As aulas da Universidade Federal de Pernambuco (UFPE) não vão ser retomadas assim que a greve dos docentes terminar. Será preciso de pelo menos uma semana para que o novo calendário acadêmico seja montado. Sem contar que pelo menos metade das matrículas não foram digitadas porque os funcionários administrativos iniciaram a paralisação quase um mês antes dos professores, o que vai atrapalhar ainda mais o reinício do semestre letivo. Se as negociações entre o ministro da Educação, Paulo Renato de Souza, e os grevistas avançarem a ponto de encerrarem a paralisação esta semana, o pró-reitor acadêmico, Roberto Quental, já tem organizado um calendário, a ser iniciado no primeiro dia útil de novembro.
“Estão previstos três pequenos períodos de paralisações: durante o Natal, Ano Novo e Carnaval. Fora isso, seguiríamos direto com aulas até março, mais ou menos até o dia 15. Haverá um mês de intervalo entre o término das aulas e o início do segundo semestre, que deve começar por volta da segunda quinzena de abril”, explica Roberto Quental. “Isso não vai significar, no entanto, um mês livre para todo mundo. Mesmo assim, a proposta tem que ser aprovada pelo Conselho de Ensino, Pesquisa e Extensão”, explica Roberto Quental.
O presidente da Associação dos Docentes da UFPE (Adufepe), Sérgio Setti, diz que os professores não vão abrir mão dos 45 dias de férias garantidos por lei. “Essa greve é totalmente desnecessária. É desgastante, ruim para professores e alunos. O Governo poderia ter negociado com a gente antes que a paralisação começasse. A culpa é da instransigência do ministro Paulo Renato, principal responsável pelo que está acontecendo”, comenta Sérgio Setti. “Não abrimos mão da qualidade. Mas o novo calendário tem que prever os 45 dias de férias que temos direito”, observa o presidente da Adufepe.
Sérgio Setti destaca que essa greve nunca esteve tão legitimada. “Há a concordância do reitor, do conselho universitário, dos diretores de centro, dos chefes de departamento, dos servidores, dos professores e dos alunos”, comenta. “É preciso deixar claro para a população, principalmente para os estudantes, que estamos lutando por uma universidade pública, gratuita e de qualidade.
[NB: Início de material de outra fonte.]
//! Source RCON packet framing.
//!
//! Every packet on the wire is:
//!
//! ```text
//! [length: i32 LE] [id: i32 LE] [type: i32 LE] [body bytes] [0x00] [0x00]
//! ```
//!
//! where `length` counts everything after itself. Authentication failure
//! is signaled by a response carrying id `-1`.

use crate::RconError;

/// Client → server: authenticate with the shared credential.
pub(crate) const TYPE_AUTH: i32 = 3;
/// Client → server: execute one command. Also the server's auth-response
/// type — the two directions reuse the value.
pub(crate) const TYPE_EXEC: i32 = 2;
/// Server → client: command response payload.
pub(crate) const TYPE_RESPONSE: i32 = 0;

/// Response id that marks a rejected credential.
pub(crate) const AUTH_FAILED_ID: i32 = -1;

/// id + type + two trailing NULs.
const HEADER_LEN: usize = 10;
/// Upper bound on a frame; responses larger than this are not framed by
/// the protocol as a single packet.
const MAX_FRAME_LEN: usize = 4106;

/// A single framed packet, either direction.
#[derive(Debug, Clone, PartialEq, Eq)]
pub(crate) struct Packet {
    pub(crate) id: i32,
    pub(crate) kind: i32,
    pub(crate) body: String,
}

impl Packet {
    pub(crate) fn new(id: i32, kind: i32, body: impl Into<String>) -> Self {
        Self {
            id,
            kind,
            body: body.into(),
        }
    }

    /// Serializes the packet, length prefix included.
    pub(crate) fn encode(&self) -> Vec<u8> {
        let body = self.body.as_bytes();
        let length = (HEADER_LEN + body.len()) as i32;

        let mut out = Vec::with_capacity(4 + HEADER_LEN + body.len());
        out.extend_from_slice(&length.to_le_bytes());
        out.extend_from_slice(&self.id.to_le_bytes());
        out.extend_from_slice(&self.kind.to_le_bytes());
        out.extend_from_slice(body);
        out.extend_from_slice(&[0, 0]);
        out
    }

    /// Parses a frame (the bytes after the length prefix) back into a
    /// packet.
    pub(crate) fn decode(frame: &[u8]) -> Result<Self, RconError> {
        if frame.len() < HEADER_LEN {
            return Err(RconError::MalformedPacket(format!(
                "frame too short: {} bytes",
                frame.len()
            )));
        }

        let id = i32::from_le_bytes(frame[0..4].try_into().unwrap());
        let kind = i32::from_le_bytes(frame[4..8].try_into().unwrap());

        let body_bytes = &frame[8..frame.len() - 2];
        let body = std::str::from_utf8(body_bytes)
            .map_err(|e| RconError::MalformedPacket(e.to_string()))?
            .to_string();

        Ok(Self { id, kind, body })
    }

    /// Validates a length prefix before allocating for the frame.
    pub(crate) fn frame_len(prefix: [u8; 4]) -> Result<usize, RconError> {
        let len = i32::from_le_bytes(prefix);
        let len = usize::try_from(len).map_err(|_| {
            RconError::MalformedPacket(format!("negative frame length {len}"))
        })?;
        if !(HEADER_LEN..=MAX_FRAME_LEN).contains(&len) {
            return Err(RconError::MalformedPacket(format!(
                "frame length {len} out of range"
            )));
        }
        Ok(len)
    }
}
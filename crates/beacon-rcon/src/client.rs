//! Real remote-console endpoint over a Tokio TCP stream.

use std::time::Duration;

use tokio::io::{AsyncReadExt, AsyncWriteExt};
use tokio::net::TcpStream;

use crate::packet::{AUTH_FAILED_ID, Packet, TYPE_AUTH, TYPE_EXEC};
use crate::{RconEndpoint, RconError};

/// A remote-console client speaking Source RCON framing.
///
/// Holds at most one TCP connection. Every network operation is bounded
/// by the configured timeout — a stalled server produces
/// [`RconError::Timeout`], never a hang. After a timeout or I/O failure
/// the stream is dropped so the next connect starts clean.
pub struct RconClient {
    addr: String,
    password: String,
    timeout: Duration,
    stream: Option<TcpStream>,
    next_id: i32,
}

impl RconClient {
    /// Creates an unconnected client for the given endpoint.
    pub fn new(host: &str, port: u16, password: &str, timeout: Duration) -> Self {
        Self {
            addr: format!("{host}:{port}"),
            password: password.to_string(),
            timeout,
            stream: None,
            next_id: 1,
        }
    }

    /// `true` while a TCP connection is held.
    pub fn is_connected(&self) -> bool {
        self.stream.is_some()
    }

    fn next_id(&mut self) -> i32 {
        let id = self.next_id;
        // Wrap well below the sign bit; -1 is reserved for auth failure.
        self.next_id = if id >= i32::MAX - 1 { 1 } else { id + 1 };
        id
    }

    /// Runs one request/response exchange on the held stream.
    ///
    /// The response with the matching id ends the exchange; unmatched
    /// packets (e.g. the empty padding response some servers emit before
    /// an auth reply) are skipped.
    async fn round_trip(&mut self, packet: Packet) -> Result<Packet, RconError> {
        let stream = self.stream.as_mut().ok_or(RconError::ConnectionLost)?;

        let exchange = async {
            stream
                .write_all(&packet.encode())
                .await
                .map_err(RconError::SendFailed)?;

            loop {
                let response = read_packet(stream).await?;
                if response.id == packet.id || response.id == AUTH_FAILED_ID {
                    return Ok(response);
                }
                tracing::trace!(
                    id = response.id,
                    expected = packet.id,
                    "skipping unmatched packet"
                );
            }
        };

        let result = tokio::time::timeout(self.timeout, exchange).await;
        match result {
            Ok(Ok(response)) => Ok(response),
            Ok(Err(e)) => {
                self.stream = None;
                Err(e)
            }
            Err(_) => {
                self.stream = None;
                Err(RconError::Timeout(self.timeout))
            }
        }
    }
}

impl RconEndpoint for RconClient {
    async fn connect(&mut self) -> Result<(), RconError> {
        let stream =
            match tokio::time::timeout(self.timeout, TcpStream::connect(&self.addr))
                .await
            {
                Ok(Ok(stream)) => stream,
                Ok(Err(e)) => return Err(RconError::ConnectFailed(e)),
                Err(_) => return Err(RconError::Timeout(self.timeout)),
            };
        self.stream = Some(stream);

        let id = self.next_id();
        let auth = Packet::new(id, TYPE_AUTH, self.password.clone());
        let response = self.round_trip(auth).await?;

        if response.id == AUTH_FAILED_ID {
            self.stream = None;
            return Err(RconError::AuthRejected);
        }

        tracing::debug!(addr = %self.addr, "remote console authenticated");
        Ok(())
    }

    async fn send(&mut self, command: &str) -> Result<String, RconError> {
        let id = self.next_id();
        let request = Packet::new(id, TYPE_EXEC, command);
        let response = self.round_trip(request).await?;
        Ok(response.body)
    }

    async fn disconnect(&mut self) -> Result<(), RconError> {
        if let Some(mut stream) = self.stream.take() {
            stream.shutdown().await.map_err(RconError::SendFailed)?;
        }
        Ok(())
    }
}

/// Reads one length-prefixed packet from the stream.
async fn read_packet(stream: &mut TcpStream) -> Result<Packet, RconError> {
    let mut prefix = [0u8; 4];
    stream.read_exact(&mut prefix).await.map_err(map_read_err)?;

    let frame_len = Packet::frame_len(prefix)?;
    let mut frame = vec![0u8; frame_len];
    stream.read_exact(&mut frame).await.map_err(map_read_err)?;

    Packet::decode(&frame)
}

fn map_read_err(e: std::io::Error) -> RconError {
    if e.kind() == std::io::ErrorKind::UnexpectedEof {
        RconError::ConnectionLost
    } else {
        RconError::SendFailed(e)
    }
}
Já tivemos 2.200 professores, hoje são 1.600. Quando deveríamos aumentar a oferta de vagas, o que se observa é o encolhimento das instituições”, pondera Sérgio Setti.
CURRÍCULO – A paralisação prejudicou também a reformulação dos currículos da universidade. Os coordenadores de curso tinham até o dia 30 de setembro para entregar os projetos com sugestões de modificações. Com a greve, o prazo foi prorrogado para 31 de outubro, mas também não foi cumprido. “Está difícil garantir que os novos currículos serão implantados já no primeiro semestre de 2002, pois as propostas têm que ser submetidas ao Conselho de Ensino”, justifica Roberto Quental.